- _EXERCISE DETAILS_: Give back each entry verbatim.

[[ SUPPLIED MATERIAL open ]]

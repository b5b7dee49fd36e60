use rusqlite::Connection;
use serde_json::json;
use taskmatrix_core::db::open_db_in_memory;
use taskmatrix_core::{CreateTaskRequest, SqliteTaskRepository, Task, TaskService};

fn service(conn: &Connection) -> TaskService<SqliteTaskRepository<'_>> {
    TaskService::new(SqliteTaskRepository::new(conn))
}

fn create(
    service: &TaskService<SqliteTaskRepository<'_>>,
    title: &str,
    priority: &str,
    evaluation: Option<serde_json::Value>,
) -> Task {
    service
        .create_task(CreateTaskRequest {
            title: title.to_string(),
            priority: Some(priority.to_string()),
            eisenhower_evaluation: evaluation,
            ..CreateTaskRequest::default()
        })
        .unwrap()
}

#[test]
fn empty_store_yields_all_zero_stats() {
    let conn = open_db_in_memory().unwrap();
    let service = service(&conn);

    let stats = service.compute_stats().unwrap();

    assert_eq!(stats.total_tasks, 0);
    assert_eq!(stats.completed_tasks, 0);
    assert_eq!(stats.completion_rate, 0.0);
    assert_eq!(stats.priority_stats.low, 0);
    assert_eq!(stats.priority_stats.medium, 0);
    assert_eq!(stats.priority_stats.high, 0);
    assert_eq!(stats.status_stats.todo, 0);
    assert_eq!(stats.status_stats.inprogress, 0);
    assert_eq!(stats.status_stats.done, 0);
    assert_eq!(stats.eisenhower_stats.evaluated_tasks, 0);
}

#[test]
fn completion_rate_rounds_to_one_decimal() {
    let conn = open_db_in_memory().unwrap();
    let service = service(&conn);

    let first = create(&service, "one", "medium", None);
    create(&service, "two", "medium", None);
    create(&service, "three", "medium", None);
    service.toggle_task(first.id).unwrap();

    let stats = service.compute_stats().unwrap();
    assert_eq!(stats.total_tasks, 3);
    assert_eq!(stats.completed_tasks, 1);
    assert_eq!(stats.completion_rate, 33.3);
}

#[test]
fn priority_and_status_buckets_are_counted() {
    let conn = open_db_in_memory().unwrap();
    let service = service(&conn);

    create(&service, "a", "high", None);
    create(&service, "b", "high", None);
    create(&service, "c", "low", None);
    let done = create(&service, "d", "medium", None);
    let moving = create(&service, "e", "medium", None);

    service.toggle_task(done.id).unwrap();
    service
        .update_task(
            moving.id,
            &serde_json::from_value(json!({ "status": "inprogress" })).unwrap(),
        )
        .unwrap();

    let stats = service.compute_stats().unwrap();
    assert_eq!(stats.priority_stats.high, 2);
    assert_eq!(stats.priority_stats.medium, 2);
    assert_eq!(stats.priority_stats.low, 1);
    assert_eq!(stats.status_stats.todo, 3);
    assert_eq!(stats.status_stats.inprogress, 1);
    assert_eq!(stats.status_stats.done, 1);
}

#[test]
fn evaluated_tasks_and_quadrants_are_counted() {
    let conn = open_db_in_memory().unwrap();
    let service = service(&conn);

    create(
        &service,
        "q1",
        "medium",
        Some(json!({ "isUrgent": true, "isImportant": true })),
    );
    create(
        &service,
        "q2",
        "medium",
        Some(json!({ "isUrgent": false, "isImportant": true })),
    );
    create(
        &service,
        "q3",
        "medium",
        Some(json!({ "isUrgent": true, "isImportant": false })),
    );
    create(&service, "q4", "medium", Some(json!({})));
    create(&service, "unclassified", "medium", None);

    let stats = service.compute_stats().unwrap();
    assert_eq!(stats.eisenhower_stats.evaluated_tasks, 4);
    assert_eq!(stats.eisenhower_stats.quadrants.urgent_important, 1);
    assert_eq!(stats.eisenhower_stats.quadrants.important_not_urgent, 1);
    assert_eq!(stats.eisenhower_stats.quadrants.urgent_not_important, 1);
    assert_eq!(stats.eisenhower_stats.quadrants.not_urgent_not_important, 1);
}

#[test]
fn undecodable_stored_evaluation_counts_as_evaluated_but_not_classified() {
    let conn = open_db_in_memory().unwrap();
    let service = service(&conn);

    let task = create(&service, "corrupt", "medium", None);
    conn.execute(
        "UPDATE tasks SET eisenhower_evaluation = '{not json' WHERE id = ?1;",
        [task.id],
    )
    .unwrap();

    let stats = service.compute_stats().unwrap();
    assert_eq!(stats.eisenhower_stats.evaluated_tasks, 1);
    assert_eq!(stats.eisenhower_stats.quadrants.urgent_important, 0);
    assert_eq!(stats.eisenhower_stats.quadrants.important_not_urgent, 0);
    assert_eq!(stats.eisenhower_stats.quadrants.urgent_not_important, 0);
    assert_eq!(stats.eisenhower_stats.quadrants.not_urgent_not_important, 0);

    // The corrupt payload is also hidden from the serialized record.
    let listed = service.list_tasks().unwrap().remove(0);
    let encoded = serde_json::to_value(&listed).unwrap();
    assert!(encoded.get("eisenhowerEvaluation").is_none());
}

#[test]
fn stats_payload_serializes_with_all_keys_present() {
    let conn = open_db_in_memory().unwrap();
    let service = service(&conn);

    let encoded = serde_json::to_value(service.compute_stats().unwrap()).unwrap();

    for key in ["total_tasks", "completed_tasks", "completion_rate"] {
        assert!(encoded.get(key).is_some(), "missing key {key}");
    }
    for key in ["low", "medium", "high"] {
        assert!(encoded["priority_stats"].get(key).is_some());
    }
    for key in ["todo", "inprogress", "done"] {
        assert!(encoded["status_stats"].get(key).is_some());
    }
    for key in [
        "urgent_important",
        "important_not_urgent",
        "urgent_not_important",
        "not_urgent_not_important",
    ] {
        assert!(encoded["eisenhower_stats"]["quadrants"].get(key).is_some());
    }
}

[[ SUPPLIED MATERIAL closed ]]

- _ANSWER BOX_:
repository b5b7dee49fd36e60
use rusqlite::Connection;
use serde_json::json;
use taskmatrix_core::db::open_db_in_memory;
use taskmatrix_core::{CreateTaskRequest, SqliteTaskRepository, Task, TaskService};

fn service(conn: &Connection) -> TaskService<SqliteTaskRepository<'_>> {
    TaskService::new(SqliteTaskRepository::new(conn))
}

fn create(
    service: &TaskService<SqliteTaskRepository<'_>>,
    title: &str,
    priority: &str,
    evaluation: Option<serde_json::Value>,
) -> Task {
    service
        .create_task(CreateTaskRequest {
            title: title.to_string(),
            priority: Some(priority.to_string()),
            eisenhower_evaluation: evaluation,
            ..CreateTaskRequest::default()
        })
        .unwrap()
}

#[test]
fn empty_store_yields_all_zero_stats() {
    let conn = open_db_in_memory().unwrap();
    let service = service(&conn);

    let stats = service.compute_stats().unwrap();

    assert_eq!(stats.total_tasks, 0);
    assert_eq!(stats.completed_tasks, 0);
    assert_eq!(stats.completion_rate, 0.0);
    assert_eq!(stats.priority_stats.low, 0);
    assert_eq!(stats.priority_stats.medium, 0);
    assert_eq!(stats.priority_stats.high, 0);
    assert_eq!(stats.status_stats.todo, 0);
    assert_eq!(stats.status_stats.inprogress, 0);
    assert_eq!(stats.status_stats.done, 0);
    assert_eq!(stats.eisenhower_stats.evaluated_tasks, 0);
}

#[test]
fn completion_rate_rounds_to_one_decimal() {
    let conn = open_db_in_memory().unwrap();
    let service = service(&conn);

    let first = create(&service, "one", "medium", None);
    create(&service, "two", "medium", None);
    create(&service, "three", "medium", None);
    service.toggle_task(first.id).unwrap();

    let stats = service.compute_stats().unwrap();
    assert_eq!(stats.total_tasks, 3);
    assert_eq!(stats.completed_tasks, 1);
    assert_eq!(stats.completion_rate, 33.3);
}

#[test]
fn priority_and_status_buckets_are_counted() {
    let conn = open_db_in_memory().unwrap();
    let service = service(&conn);

    create(&service, "a", "high", None);
    create(&service, "b", "high", None);
    create(&service, "c", "low", None);
    let done = create(&service, "d", "medium", None);
    let moving = create(&service, "e", "medium", None);

    service.toggle_task(done.id).unwrap();
    service
        .update_task(
            moving.id,
            &serde_json::from_value(json!({ "status": "inprogress" })).unwrap(),
        )
        .unwrap();

    let stats = service.compute_stats().unwrap();
    assert_eq!(stats.priority_stats.high, 2);
    assert_eq!(stats.priority_stats.medium, 2);
    assert_eq!(stats.priority_stats.low, 1);
    assert_eq!(stats.status_stats.todo, 3);
    assert_eq!(stats.status_stats.inprogress, 1);
    assert_eq!(stats.status_stats.done, 1);
}

#[test]
fn evaluated_tasks_and_quadrants_are_counted() {
    let conn = open_db_in_memory().unwrap();
    let service = service(&conn);

    create(
        &service,
        "q1",
        "medium",
        Some(json!({ "isUrgent": true, "isImportant": true })),
    );
    create(
        &service,
        "q2",
        "medium",
        Some(json!({ "isUrgent": false, "isImportant": true })),
    );
    create(
        &service,
        "q3",
        "medium",
        Some(json!({ "isUrgent": true, "isImportant": false })),
    );
    create(&service, "q4", "medium", Some(json!({})));
    create(&service, "unclassified", "medium", None);

    let stats = service.compute_stats().unwrap();
    assert_eq!(stats.eisenhower_stats.evaluated_tasks, 4);
    assert_eq!(stats.eisenhower_stats.quadrants.urgent_important, 1);
    assert_eq!(stats.eisenhower_stats.quadrants.important_not_urgent, 1);
    assert_eq!(stats.eisenhower_stats.quadrants.urgent_not_important, 1);
    assert_eq!(stats.eisenhower_stats.quadrants.not_urgent_not_important, 1);
}

#[test]
fn undecodable_stored_evaluation_counts_as_evaluated_but_not_classified() {
    let conn = open_db_in_memory().unwrap();
    let service = service(&conn);

    let task = create(&service, "corrupt", "medium", None);
    conn.execute(
        "UPDATE tasks SET eisenhower_evaluation = '{not json' WHERE id = ?1;",
        [task.id],
    )
    .unwrap();

    let stats = service.compute_stats().unwrap();
    assert_eq!(stats.eisenhower_stats.evaluated_tasks, 1);
    assert_eq!(stats.eisenhower_stats.quadrants.urgent_important, 0);
    assert_eq!(stats.eisenhower_stats.quadrants.important_not_urgent, 0);
    assert_eq!(stats.eisenhower_stats.quadrants.urgent_not_important, 0);
    assert_eq!(stats.eisenhower_stats.quadrants.not_urgent_not_important, 0);

    // The corrupt payload is also hidden from the serialized record.
    let listed = service.list_tasks().unwrap().remove(0);
    let encoded = serde_json::to_value(&listed).unwrap();
    assert!(encoded.get("eisenhowerEvaluation").is_none());
}

#[test]
fn stats_payload_serializes_with_all_keys_present() {
    let conn = open_db_in_memory().unwrap();
    let service = service(&conn);

    let encoded = serde_json::to_value(service.compute_stats().unwrap()).unwrap();

    for key in ["total_tasks", "completed_tasks", "completion_rate"] {
        assert!(encoded.get(key).is_some(), "missing key {key}");
    }
    for key in ["low", "medium", "high"] {
        assert!(encoded["priority_stats"].get(key).is_some());
    }
    for key in ["todo", "inprogress", "done"] {
        assert!(encoded["status_stats"].get(key).is_some());
    }
    for key in [
        "urgent_important",
        "important_not_urgent",
        "urgent_not_important",
        "not_urgent_not_important",
    ] {
        assert!(encoded["eisenhower_stats"]["quadrants"].get(key).is_some());
    }
}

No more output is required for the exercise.